It should be noted that, in order to further ensure the security of the data and avoid malicious tampering of the data, the intention identification model may be stored on the blockchain node.
According to the technical scheme, the method can utilize first sample data of a source domain to pre-train a Transformer model to obtain a feature extraction model, the feature extraction model is externally connected with a first preset classifier to obtain a first initial model, second sample data associated with a target task is utilized to perform supervised learning on the first initial model to obtain the first model, data of a target domain is obtained to serve as third sample data, the first model is externally connected with a second preset classifier to obtain a second initial model, the second initial model is subjected to countermeasure training on the basis of a target loss function and the third sample data to obtain an intention identification model, data to be processed are input to the intention identification model, and the data to be processed are output to serve as a target intention. The invention can be used for realizing the accurate recognition of the intention by combining the idea of transfer learning and a multi-level classification framework.
The above-mentioned intention recognition means may be implemented in the form of a computer program which can be run on a computer device as shown in fig. 3.

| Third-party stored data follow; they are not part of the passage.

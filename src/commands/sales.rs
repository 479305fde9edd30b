use std::collections::HashMap;

use rusqlite::{params, Connection, OptionalExtension, Row};

use crate::commands::{next_document_number, round_money};
use crate::db::Database;
use crate::error::{AppError, AppResult};
use crate::models::{NewSale, NewSaleItem, Sale, SaleItem, SaleWithItems};
use crate::validation;

const SELECT_SALE: &str =
    "SELECT id, sale_number, subtotal, discount, total, payment_method, amount_received, change_given,
            customer_name, customer_nif, created_at
     FROM sales";

fn sale_from_row(row: &Row<'_>) -> rusqlite::Result<Sale> {
    Ok(Sale {
        id: row.get(0)?,
        sale_number: row.get(1)?,
        subtotal: row.get(2)?,
        discount: row.get(3)?,
        total: row.get(4)?,
        payment_method: row.get(5)?,
        amount_received: row.get(6)?,
        change: row.get(7)?,
        customer_name: row.get(8)?,
        customer_nif: row.get(9)?,
        created_at: row.get(10)?,
    })
}

fn select_items(conn: &Connection, sale_id: i64) -> AppResult<Vec<SaleItem>> {
    let mut stmt = conn.prepare(
        "SELECT id, sale_id, product_id, meat_cut_id, description, quantity, unit_price, subtotal
         FROM sale_items
         WHERE sale_id = ?1
         ORDER BY id",
    )?;

    let items = stmt
        .query_map([sale_id], |row| {
            Ok(SaleItem {
                id: row.get(0)?,
                sale_id: row.get(1)?,
                product_id: row.get(2)?,
                meat_cut_id: row.get(3)?,
                description: row.get(4)?,
                quantity: row.get(5)?,
                unit_price: row.get(6)?,
                subtotal: row.get(7)?,
            })
        })?
        .collect::<Result<Vec<_>, _>>()?;

    Ok(items)
}

pub(crate) fn select_sale(conn: &Connection, id: i64) -> AppResult<SaleWithItems> {
    let sale = conn
        .query_row(&format!("{} WHERE id = ?1", SELECT_SALE), [id], sale_from_row)
        .optional()?
        .ok_or_else(|| AppError::not_found("Sale", id))?;
    let items = select_items(conn, id)?;
    Ok(SaleWithItems { sale, items })
}

fn validate(sale: &NewSale) -> AppResult<()> {
    if sale.items.is_empty() {
        return Err(AppError::validation("A sale needs at least one item"));
    }
    for item in &sale.items {
        validation::min_len("Item description", &item.description, 1)?;
        validation::positive("Quantity", item.quantity)?;
        validation::non_negative("Unit price", item.unit_price)?;
        if item.product_id.is_some() && item.meat_cut_id.is_some() {
            return Err(AppError::validation(
                "An item is either a product or a meat cut, not both",
            ));
        }
    }
    validation::non_negative("Discount", sale.discount)?;
    if let Some(received) = sale.amount_received {
        validation::non_negative("Amount received", received)?;
    }
    Ok(())
}

/// Total requested per id; the same product or cut may repeat across lines.
fn requested_by_id(
    sale: &NewSale,
    id_of: impl Fn(&NewSaleItem) -> Option<i64>,
) -> HashMap<i64, f64> {
    let mut requested: HashMap<i64, f64> = HashMap::new();
    for item in &sale.items {
        if let Some(id) = id_of(item) {
            *requested.entry(id).or_insert(0.0) += item.quantity;
        }
    }
    requested
}

/// Checks `requested` against a stock column. `table` and `column` are
/// fixed identifiers.
fn check_stock(
    conn: &Connection,
    table: &str,
    column: &str,
    entity: &'static str,
    requested: &HashMap<i64, f64>,
) -> AppResult<()> {
    for (id, quantity) in requested {
        let (name, stock): (String, f64) = conn
            .query_row(
                &format!("SELECT name, {column} FROM {table} WHERE id = ?1"),
                [id],
                |row| Ok((row.get(0)?, row.get(1)?)),
            )
            .optional()?
            .ok_or_else(|| AppError::not_found(entity, id))?;

        if stock + 1e-9 < *quantity {
            return Err(AppError::InsufficientStock {
                product: name,
                requested: *quantity,
                available: stock,
            });
        }
    }
    Ok(())
}

/// Records a sale, deducting stock of catalogue items and meat cuts in one
/// transaction.
pub fn create_sale(db: &Database, sale: NewSale) -> AppResult<SaleWithItems> {
    validate(&sale)?;

    let subtotal = round_money(
        sale.items
            .iter()
            .map(|item| item.quantity * item.unit_price)
            .sum(),
    );
    if sale.discount > subtotal {
        return Err(AppError::validation("Discount cannot exceed the subtotal"));
    }
    let total = round_money(subtotal - sale.discount);
    let amount_received = sale.amount_received.unwrap_or(total);
    if amount_received + 1e-9 < total {
        return Err(AppError::validation(format!(
            "Amount received ({:.2}) is less than the total ({:.2})",
            amount_received, total
        )));
    }
    let change = round_money(amount_received - total);

    let mut conn = db.lock()?;
    let tx = conn.transaction()?;

    let products = requested_by_id(&sale, |item| item.product_id);
    let cuts = requested_by_id(&sale, |item| item.meat_cut_id);
    check_stock(&tx, "products", "stock", "Product", &products)?;
    check_stock(&tx, "meat_cuts", "stock_kg", "Meat cut", &cuts)?;

    let sale_number = next_document_number(&tx, "sales", "sale_number", "VD")?;
    tx.execute(
        "INSERT INTO sales (sale_number, subtotal, discount, total, payment_method, amount_received,
                            change_given, customer_name, customer_nif)
         VALUES (?1, ?2, ?3, ?4, ?5, ?6, ?7, ?8, ?9)",
        params![
            sale_number,
            subtotal,
            sale.discount,
            total,
            sale.payment_method,
            amount_received,
            change,
            validation::optional_text(sale.customer_name.clone()),
            validation::optional_text(sale.customer_nif.clone()),
        ],
    )?;
    let sale_id = tx.last_insert_rowid();

    // Create sale items and deduct inventory
    for item in &sale.items {
        tx.execute(
            "INSERT INTO sale_items (sale_id, product_id, meat_cut_id, description, quantity, unit_price, subtotal)
             VALUES (?1, ?2, ?3, ?4, ?5, ?6, ?7)",
            params![
                sale_id,
                item.product_id,
                item.meat_cut_id,
                item.description.trim(),
                item.quantity,
                item.unit_price,
                round_money(item.quantity * item.unit_price)
            ],
        )?;
    }
    for (product_id, quantity) in &products {
        tx.execute(
            "UPDATE products SET stock = stock - ?1 WHERE id = ?2",
            params![quantity, product_id],
        )?;
    }
    for (cut_id, weight) in &cuts {
        tx.execute(
            "UPDATE meat_cuts SET stock_kg = stock_kg - ?1 WHERE id = ?2",
            params![weight, cut_id],
        )?;
    }

    tx.commit()?;
    tracing::info!(sale_id, %sale_number, total, "sale recorded");

    select_sale(&conn, sale_id)
}

pub fn get_sale(db: &Database, id: i64) -> AppResult<SaleWithItems> {
    let conn = db.lock()?;
    select_sale(&conn, id)
}

/// Sales whose local date falls in `[from, to]` (`YYYY-MM-DD`), newest first.
pub fn get_sales(db: &Database, from: &str, to: &str) -> AppResult<Vec<Sale>> {
    validation::date("From", from)?;
    validation::date("To", to)?;

    let conn = db.lock()?;
    let mut stmt = conn.prepare(&format!(
        "{} WHERE date(created_at, 'localtime') BETWEEN ?1 AND ?2 ORDER BY created_at DESC, id DESC",
        SELECT_SALE
    ))?;
    let sales = stmt
        .query_map([from, to], sale_from_row)?
        .collect::<Result<Vec<_>, _>>()?;

    tracing::debug!(count = sales.len(), from, to, "loaded sales");
    Ok(sales)
}

/// Deletes a sale and puts its products and meat cuts back in stock.
pub fn delete_sale(db: &Database, id: i64) -> AppResult<()> {
    let mut conn = db.lock()?;
    let tx = conn.transaction()?;

    let items = select_items(&tx, id)?;
    let deleted = tx.execute("DELETE FROM sales WHERE id = ?1", [id])?;
    if deleted == 0 {
        return Err(AppError::not_found("Sale", id));
    }

    for item in &items {
        if let Some(product_id) = item.product_id {
            tx.execute(
                "UPDATE products SET stock = stock + ?1 WHERE id = ?2",
                params![item.quantity, product_id],
            )?;
        }
        if let Some(cut_id) = item.meat_cut_id {
            tx.execute(
                "UPDATE meat_cuts SET stock_kg = stock_kg + ?1 WHERE id = ?2",
                params![item.quantity, cut_id],
            )?;
        }
    }
    // Cascades do the rest; delete explicitly for databases without FK enforcement
    tx.execute("DELETE FROM sale_items WHERE sale_id = ?1", [id])?;
    tx.execute("DELETE FROM credit_notes WHERE sale_id = ?1", [id])?;

    tx.commit()?;
    tracing::info!(id, restored_items = items.len(), "sale deleted");
    Ok(())
}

Referring to fig. 3, fig. 3 is a schematic block diagram of a computer device according to an embodiment of the present invention. The computer device 500 is a server, and the server may be an independent server or a server cluster composed of a plurality of servers.
Referring to fig. 3, the computer device 500 includes a processor 502, memory, and a network interface 505 connected by a system bus 501, where the memory may include a storage medium 503 and an internal memory 504.
The storage medium 503 may store an operating system 5031 and a computer program 5032. The computer program 5032, when executed, may cause the processor 502 to perform the intent recognition method.
The processor 502 is used to provide computing and control capabilities that support the operation of the overall computer device 500.
The internal memory 504 provides an environment for the execution of the computer program 5032 in the storage medium 503, and when the computer program 5032 is executed by the processor 502, the processor 502 can be caused to execute the intention identification method.
The network interface 505 is used for network communication, such as providing transmission of data information. Those skilled in the art will appreciate that the configuration shown in fig. 3 is a block diagram of only a portion of the configuration associated with aspects of the present invention and is not intended to limit the computing device 500 to which aspects of the present invention may be applied, and that a particular computing device 500 may include more or less components than those shown, or may combine certain components, or have a different arrangement of components.
The processor 502 is configured to run the computer program 5032 stored in the memory to implement the intention identifying method disclosed in the embodiment of the invention.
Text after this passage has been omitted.